Camino por Saraci, la calle principal del bazar y compruebo que la historia se ha detenido. La mezquita de Gazi Huserv-Beg está abierta. Entramos y observamos a los fieles arrodillarse frente al Mihrab. Es un jardín encantado al que los curiosos tienen acceso. Se reza entre susurros y algunos paseantes, bajo los árboles, leen novelas en alemán. El color de la piedra es blanco, una roca mojada por las múltiples fuentes que reciben al creyente. Los ríos de la vida y de Dios. Siguiendo el recorrido, la calle trasmuta en la Europa elegante del siglo XIX. Saraci se convierte en Ferhadija, una avenida ancha, llena de comercios modernos de telefonía y cervecerías. La metamorfosis de la ciudad ha sido total.

Ha pasado de Las mil y una noches a Berlin Alexanderplatz en cinco metros. En 1878, el Tratado de Berlín puso fin a tres siglos de dominación otomana. Bosnia pasaba a formar parte del Imperio Austrohúngaro. El águila de los Habsburgo dominó un territorio más propio de la leyenda que de la burocracia vienesa. La ciudad creció y se impuso a las montañas que la rodean, en los Alpes Dináricos, donde antes solamente el hombre se había atrevido a construir sus cementerios.

El final de la marcha Radetzky en las calles de Sarajevo es de sobra conocido. En el Puente Latino sobre el Miljacka, a cinco minutos de paseo, Gravrilo Princip disparó al archiduque Francisco Fernando y su esposa, Sofia Chotek. Comenzaba la I Guerra Mundial en una ciudad que apenas participó en el conflicto y que gustaba de las guerras. No habría soldado en Verdun o en las Dolomitas que no se acordase del nombre de Sarajevo, escapando de las trincheras.

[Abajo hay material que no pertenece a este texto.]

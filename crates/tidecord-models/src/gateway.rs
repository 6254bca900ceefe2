use serde::de::DeserializeOwned;
use serde::{Deserialize, Serialize};

use crate::intents::Intents;
use crate::user::User;
use crate::Snowflake;

// Client -> Server opcodes
pub const OP_HEARTBEAT: u8 = 1;
pub const OP_IDENTIFY: u8 = 2;
pub const OP_PRESENCE_UPDATE: u8 = 3;
pub const OP_VOICE_STATE_UPDATE: u8 = 4;
pub const OP_RESUME: u8 = 6;
pub const OP_REQUEST_GUILD_MEMBERS: u8 = 8;

// Server -> Client opcodes
pub const OP_DISPATCH: u8 = 0;
pub const OP_RECONNECT: u8 = 7;
pub const OP_INVALID_SESSION: u8 = 9;
pub const OP_HELLO: u8 = 10;
pub const OP_HEARTBEAT_ACK: u8 = 11;

pub const GATEWAY_VERSION: u8 = 10;
pub const DEFAULT_GATEWAY_URL: &str = "wss://gateway.discord.gg/?v=10&encoding=json";

/// The envelope every gateway frame travels in.
#[derive(Debug, Clone, Serialize, Deserialize)]
pub struct GatewayMessage {
    pub op: u8,
    #[serde(default)]
    pub d: Option<serde_json::Value>,
    #[serde(default, skip_serializing_if = "Option::is_none")]
    pub s: Option<u64>,
    #[serde(default, skip_serializing_if = "Option::is_none")]
    pub t: Option<String>,
}

impl GatewayMessage {
    pub fn new<T: Serialize>(op: u8, payload: &T) -> Result<Self, serde_json::Error> {
        Ok(Self {
            op,
            d: Some(serde_json::to_value(payload)?),
            s: None,
            t: None,
        })
    }

    /// Decode the `d` field into a typed payload. A missing `d` decodes as JSON `null`.
    pub fn payload<T: DeserializeOwned>(&self) -> Result<T, serde_json::Error> {
        match &self.d {
            Some(d) => T::deserialize(d),
            None => T::deserialize(serde_json::Value::Null),
        }
    }
}

#[derive(Debug, Clone, Serialize, Deserialize)]
pub struct Hello {
    /// Milliseconds.
    pub heartbeat_interval: u64,
}

#[derive(Debug, Clone, PartialEq, Eq, Serialize, Deserialize)]
pub struct ConnectionProperties {
    pub os: String,
    pub browser: String,
    pub device: String,
}

impl ConnectionProperties {
    pub fn for_library(name: &str) -> Self {
        Self {
            os: std::env::consts::OS.to_string(),
            browser: name.to_string(),
            device: name.to_string(),
        }
    }
}

#[derive(Debug, Clone, Serialize, Deserialize)]
pub struct Identify {
    pub token: String,
    pub intents: Intents,
    pub properties: ConnectionProperties,
    #[serde(default, skip_serializing_if = "Option::is_none")]
    pub presence: Option<PresenceUpdate>,
}

#[derive(Debug, Clone, PartialEq, Eq, Serialize, Deserialize)]
pub struct Resume {
    pub token: String,
    pub session_id: String,
    pub seq: u64,
}

#[derive(Debug, Clone, Serialize, Deserialize)]
pub struct UnavailableGuild {
    pub id: Snowflake,
    #[serde(default)]
    pub unavailable: bool,
}

#[derive(Debug, Clone, Serialize, Deserialize)]
pub struct PartialApplication {
    pub id: Snowflake,
    #[serde(default)]
    pub flags: Option<u64>,
}

#[derive(Debug, Clone, Serialize, Deserialize)]
pub struct Ready {
    #[serde(default)]
    pub v: u8,
    pub user: User,
    #[serde(default)]
    pub guilds: Vec<UnavailableGuild>,
    pub session_id: String,
    #[serde(default)]
    pub resume_gateway_url: Option<String>,
    #[serde(default)]
    pub application: Option<PartialApplication>,
}

#[derive(Debug, Clone, PartialEq, Eq, Serialize, Deserialize)]
pub struct Activity {
    pub name: String,
    #[serde(rename = "type", default)]
    pub kind: u8,
}

#[derive(Debug, Clone, PartialEq, Eq, Serialize, Deserialize)]
pub struct PresenceUpdate {
    /// Unix time (ms) the client went idle, if it is idle.
    pub since: Option<u64>,
    #[serde(default)]
    pub activities: Vec<Activity>,
    pub status: String,
    #[serde(default)]
    pub afk: bool,
}

impl PresenceUpdate {
    pub fn online() -> Self {
        Self {
            since: None,
            activities: Vec::new(),
            status: "online".to_string(),
            afk: false,
        }
    }
}

/// Op 4 payload: join, move between, or leave voice channels.
#[derive(Debug, Clone, PartialEq, Eq, Serialize, Deserialize)]
pub struct VoiceStateUpdateRequest {
    pub guild_id: Snowflake,
    /// `None` disconnects from voice in the guild.
    pub channel_id: Option<Snowflake>,
    pub self_mute: bool,
    pub self_deaf: bool,
}

#[derive(Debug, Clone, Serialize, Deserialize)]
pub struct RequestGuildMembers {
    pub guild_id: Snowflake,
    #[serde(default, skip_serializing_if = "Option::is_none")]
    pub query: Option<String>,
    pub limit: u32,
    #[serde(default)]
    pub presences: bool,
    #[serde(default, skip_serializing_if = "Option::is_none")]
    pub user_ids: Option<Vec<Snowflake>>,
    #[serde(default, skip_serializing_if = "Option::is_none")]
    pub nonce: Option<String>,
}

/// Response of `GET /gateway/bot`.
#[derive(Debug, Clone, Serialize, Deserialize)]
pub struct GatewayBot {
    pub url: String,
    #[serde(default)]
    pub shards: u32,
}

// Dispatch event names
pub const EVENT_READY: &str = "READY";
pub const EVENT_RESUMED: &str = "RESUMED";

// Guild events
pub const EVENT_GUILD_CREATE: &str = "GUILD_CREATE";
pub const EVENT_GUILD_UPDATE: &str = "GUILD_UPDATE";
pub const EVENT_GUILD_DELETE: &str = "GUILD_DELETE";
pub const EVENT_GUILD_MEMBER_ADD: &str = "GUILD_MEMBER_ADD";
pub const EVENT_GUILD_MEMBER_REMOVE: &str = "GUILD_MEMBER_REMOVE";
pub const EVENT_GUILD_MEMBER_UPDATE: &str = "GUILD_MEMBER_UPDATE";
pub const EVENT_GUILD_MEMBERS_CHUNK: &str = "GUILD_MEMBERS_CHUNK";
pub const EVENT_GUILD_ROLE_CREATE: &str = "GUILD_ROLE_CREATE";
pub const EVENT_GUILD_ROLE_UPDATE: &str = "GUILD_ROLE_UPDATE";
pub const EVENT_GUILD_ROLE_DELETE: &str = "GUILD_ROLE_DELETE";

// Channel events
pub const EVENT_CHANNEL_CREATE: &str = "CHANNEL_CREATE";
pub const EVENT_CHANNEL_UPDATE: &str = "CHANNEL_UPDATE";
pub const EVENT_CHANNEL_DELETE: &str = "CHANNEL_DELETE";

// Message events
pub const EVENT_MESSAGE_CREATE: &str = "MESSAGE_CREATE";
pub const EVENT_MESSAGE_UPDATE: &str = "MESSAGE_UPDATE";
pub const EVENT_MESSAGE_DELETE: &str = "MESSAGE_DELETE";

// Voice events
pub const EVENT_VOICE_STATE_UPDATE: &str = "VOICE_STATE_UPDATE";
pub const EVENT_VOICE_SERVER_UPDATE: &str = "VOICE_SERVER_UPDATE";

#[cfg(test)]
mod tests {
    use super::*;

    #[test]
    fn envelope_decodes_dispatch() {
        let raw = r#"{"op":0,"s":42,"t":"READY","d":{"v":10,"user":{"id":"1","username":"bot"},"guilds":[{"id":"2","unavailable":true}],"session_id":"abc"}}"#;
        let msg: GatewayMessage = serde_json::from_str(raw).unwrap();
        assert_eq!(msg.op, OP_DISPATCH);
        assert_eq!(msg.s, Some(42));
        assert_eq!(msg.t.as_deref(), Some(EVENT_READY));

        let ready: Ready = msg.payload().unwrap();
        assert_eq!(ready.session_id, "abc");
        assert_eq!(ready.guilds.len(), 1);
        assert!(ready.guilds[0].unavailable);
    }

    #[test]
    fn envelope_tolerates_null_fields() {
        let msg: GatewayMessage =
            serde_json::from_str(r#"{"op":11,"d":null,"s":null,"t":null}"#).unwrap();
        assert_eq!(msg.op, OP_HEARTBEAT_ACK);
        assert!(msg.d.is_none());
        assert!(msg.s.is_none());
        // op 9 with a missing `d` reads as "not resumable".
        let invalid: GatewayMessage = serde_json::from_str(r#"{"op":9}"#).unwrap();
        assert_eq!(invalid.payload::<Option<bool>>().unwrap(), None);
    }

    #[test]
    fn resume_serializes_expected_shape() {
        let msg = GatewayMessage::new(
            OP_RESUME,
            &Resume {
                token: "t".into(),
                session_id: "abc".into(),
                seq: 42,
            },
        )
        .unwrap();
        let json = serde_json::to_value(&msg).unwrap();
        assert_eq!(
            json,
            serde_json::json!({"op": 6, "d": {"token": "t", "session_id": "abc", "seq": 42}})
        );
    }
}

Pero para ser una ciudad pacífica sufrió un siglo XX atroz. Si este se inauguró con la sangre de un heredero imperial en el Puente Latino, el mismo siglo concluyó con el asedio de más de mil días de las tropas serbias de Milosevic. El resultado fue fatal. Diez mil muertos. Una ciudad descosida en todos sus barrios, presa de los francotiradores (incluso hay una avenida en la parte moderna llamada así), que vio arder su biblioteca, el mayor legado cultural que Sarajevo ofrecía al mundo.

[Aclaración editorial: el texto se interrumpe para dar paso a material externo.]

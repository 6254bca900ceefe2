use bitflags::bitflags;
use serde::{Deserialize, Deserializer, Serialize, Serializer};

bitflags! {
    /// Event categories a gateway session subscribes to.
    #[derive(Debug, Clone, Copy, PartialEq, Eq, Hash)]
    pub struct Intents: u64 {
        const GUILDS                        = 1 << 0;
        const GUILD_MEMBERS                 = 1 << 1;
        const GUILD_MODERATION              = 1 << 2;
        const GUILD_EMOJIS_AND_STICKERS     = 1 << 3;
        const GUILD_INTEGRATIONS            = 1 << 4;
        const GUILD_WEBHOOKS                = 1 << 5;
        const GUILD_INVITES                 = 1 << 6;
        const GUILD_VOICE_STATES            = 1 << 7;
        const GUILD_PRESENCES               = 1 << 8;
        const GUILD_MESSAGES                = 1 << 9;
        const GUILD_MESSAGE_REACTIONS       = 1 << 10;
        const GUILD_MESSAGE_TYPING          = 1 << 11;
        const DIRECT_MESSAGES               = 1 << 12;
        const DIRECT_MESSAGE_REACTIONS      = 1 << 13;
        const DIRECT_MESSAGE_TYPING         = 1 << 14;
        const MESSAGE_CONTENT               = 1 << 15;
        const GUILD_SCHEDULED_EVENTS        = 1 << 16;
    }
}

impl Intents {
    /// Intents that must be enabled for the application before use.
    pub const PRIVILEGED: Self = Self::GUILD_MEMBERS
        .union(Self::GUILD_PRESENCES)
        .union(Self::MESSAGE_CONTENT);

    pub fn is_privileged(self) -> bool {
        self.intersects(Self::PRIVILEGED)
    }
}

impl Default for Intents {
    /// Every category in the classic 15-bit range except the privileged ones (32509).
    fn default() -> Self {
        Self::from_bits_truncate((1 << 15) - 1).difference(Self::PRIVILEGED)
    }
}

impl Serialize for Intents {
    fn serialize<S: Serializer>(&self, serializer: S) -> Result<S::Ok, S::Error> {
        serializer.serialize_u64(self.bits())
    }
}

impl<'de> Deserialize<'de> for Intents {
    fn deserialize<D: Deserializer<'de>>(deserializer: D) -> Result<Self, D::Error> {
        let bits = u64::deserialize(deserializer)?;
        Ok(Intents::from_bits_truncate(bits))
    }
}

#[cfg(test)]
mod tests {
    use super::*;

    #[test]
    fn default_is_all_unprivileged() {
        let intents = Intents::default();
        assert_eq!(intents.bits(), 32509);
        assert!(!intents.is_privileged());
        assert!(intents.contains(Intents::GUILD_VOICE_STATES | Intents::GUILD_MESSAGES));
    }

    #[test]
    fn serializes_as_integer() {
        let intents = Intents::GUILDS | Intents::GUILD_VOICE_STATES;
        assert_eq!(serde_json::to_string(&intents).unwrap(), "129");
        let back: Intents = serde_json::from_str("129").unwrap();
        assert_eq!(back, intents);
    }
}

La guerra de los Balcanes fue especialmente violenta en Bosnia y en su capital, y al viajero le sorprende porque no ha visto mejor ejemplo de convivencia en todos los viajes que ha realizado. En Sarajevo uno encuentra una mezquita, una iglesia ortodoxa, una iglesia católica y una sinagoga en menos de doscientos metros.

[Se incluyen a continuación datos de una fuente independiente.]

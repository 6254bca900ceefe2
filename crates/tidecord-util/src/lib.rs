pub mod backoff;
pub mod event;
pub mod snowflake;

pub use backoff::Backoff;
pub use event::EventFlag;
pub use snowflake::Snowflake;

Antes de que caiga la noche en Sarajevo, subimos al Bastión Amarillo. Dejamos a un lado uno de las decenas de cementerios que rodean la ciudad. Muertos antiguos y muertos nuevos. De todos lados, que un día acudieron a Baš?aršija a tomar café, vienés o turco. A esta ciudad, pienso, no le convence como la ha tratado la historia. Y se hace de noche sobre las dos orillas del Miljacka.